After all, Drew arrives just as the Valcos are splitting up, and because he buys Tom a car (appealing to his youthful spirit), sends mom to a photographer and makeover artist (spicing up her sex life), and plays with Alicia in the snow (helping her have fun for once in her life), he takes his own pain and saves others from making big mistakes. Despite the fact that Affleck’s Drew is nutty, obnoxious, and maniacal, he shows us that a lonely soul can be just the thing we need this time of year. His big scene occurs when he tells Alicia what happened when he was young: his dad walked out when he was four, his mom worked as a waitress, and she even had to take double shifts on Christmas, which means that poor Drew had to walk down to the coffee shop to eat an adult portion of pancakes each and every Christmas until he was eighteen.
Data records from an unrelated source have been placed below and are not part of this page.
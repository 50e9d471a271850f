//! Text classification engine
//!
//! The model itself is an opaque backend producing class logits for a piece
//! of text. The gateway turns those logits into a label and a confidence.

mod onnx;

pub use onnx::{compute_checksum, OnnxClassifier, MAX_SEQ_LEN};

use std::sync::Arc;

use crate::error::{Result, ServiceError};
use crate::models::Classification;

/// Trait for model implementations (tokenize + infer)
pub trait ModelBackend: Send + Sync {
    /// Raw class logits for `text`
    fn logits(&self, text: &str) -> anyhow::Result<Vec<f32>>;

    /// Identifier of the loaded model
    fn model_version(&self) -> &str;
}

/// Adapts raw text into a label/confidence pair
#[derive(Clone)]
pub struct InferenceGateway {
    backend: Arc<dyn ModelBackend>,
}

impl InferenceGateway {
    pub fn new(backend: Arc<dyn ModelBackend>) -> Self {
        Self { backend }
    }

    pub fn model_version(&self) -> &str {
        self.backend.model_version()
    }

    /// Classify one input; empty text is forwarded as-is
    pub fn classify(&self, text: &str) -> Result<Classification> {
        let logits = self
            .backend
            .logits(text)
            .map_err(|e| ServiceError::inference(format!("{:#}", e)))?;

        classification_from_logits(&logits)
    }
}

/// Argmax label with its softmax probability
pub fn classification_from_logits(logits: &[f32]) -> Result<Classification> {
    if logits.is_empty() {
        return Err(ServiceError::inference("model returned no logits"));
    }
    if logits.iter().any(|l| !l.is_finite()) {
        return Err(ServiceError::inference("model returned non-finite logits"));
    }

    let (label, max) = logits
        .iter()
        .copied()
        .enumerate()
        .fold((0usize, f32::NEG_INFINITY), |best, (i, l)| {
            if l > best.1 {
                (i, l)
            } else {
                best
            }
        });

    // Shift by the max so exp() cannot overflow; exp(0) = 1 for the winner
    let denom: f64 = logits.iter().map(|&l| f64::from(l - max).exp()).sum();
    let confidence = (1.0 / denom).clamp(0.0, 1.0);

    Ok(Classification {
        label: label as u32,
        confidence,
    })
}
This speech is given, of course, with sad music playing on the soundtrack; the same tunes that played while Alicia told Drew about “that old oak tree” from her youth that made her feel so warm and special. Needless to say, this story passed her lips as the two cuddled under a blanket and sipped hot chocolate.
It all ends at a local coffee shop, of course, with mom and dad reconciled, Drew and Alicia laughing like school children, and even the younger brother chatting up a hottie so he won’t have to spend hours in his bedroom looking at internet porn. Missy was rightfully dispatched, as she’s apparently too sane to exist in this universe. As you can probably tell, nothing seems even remotely coherent and, despite 87 strained, overlong minutes, whole chunks of the screenplay seemed to be missing; you know, the pieces that explained character, story, and motivation. As everything is in the premise, there’s nowhere else to go on such a thin thread. Everyone acts according to the moronic demands of the script, and as such remain one-dimensional machines of sit-com behavior. People won’t ask obvious questions (like, “Why is grandpa black?”), will always fall down on cue, and if there’s a huge plate of food, we can set our watch by the moment when it will crash to the floor. And if we have to include Warrant’s “Cherry Pie” in an inexplicable photo shoot involving a “sexed-up” Catherine O’Hara, then what’s to stop us? So as Gandolfini contemplates his life after “The Sopranos,” he should take this as a painful first lesson. In fact, this might be as good as it gets.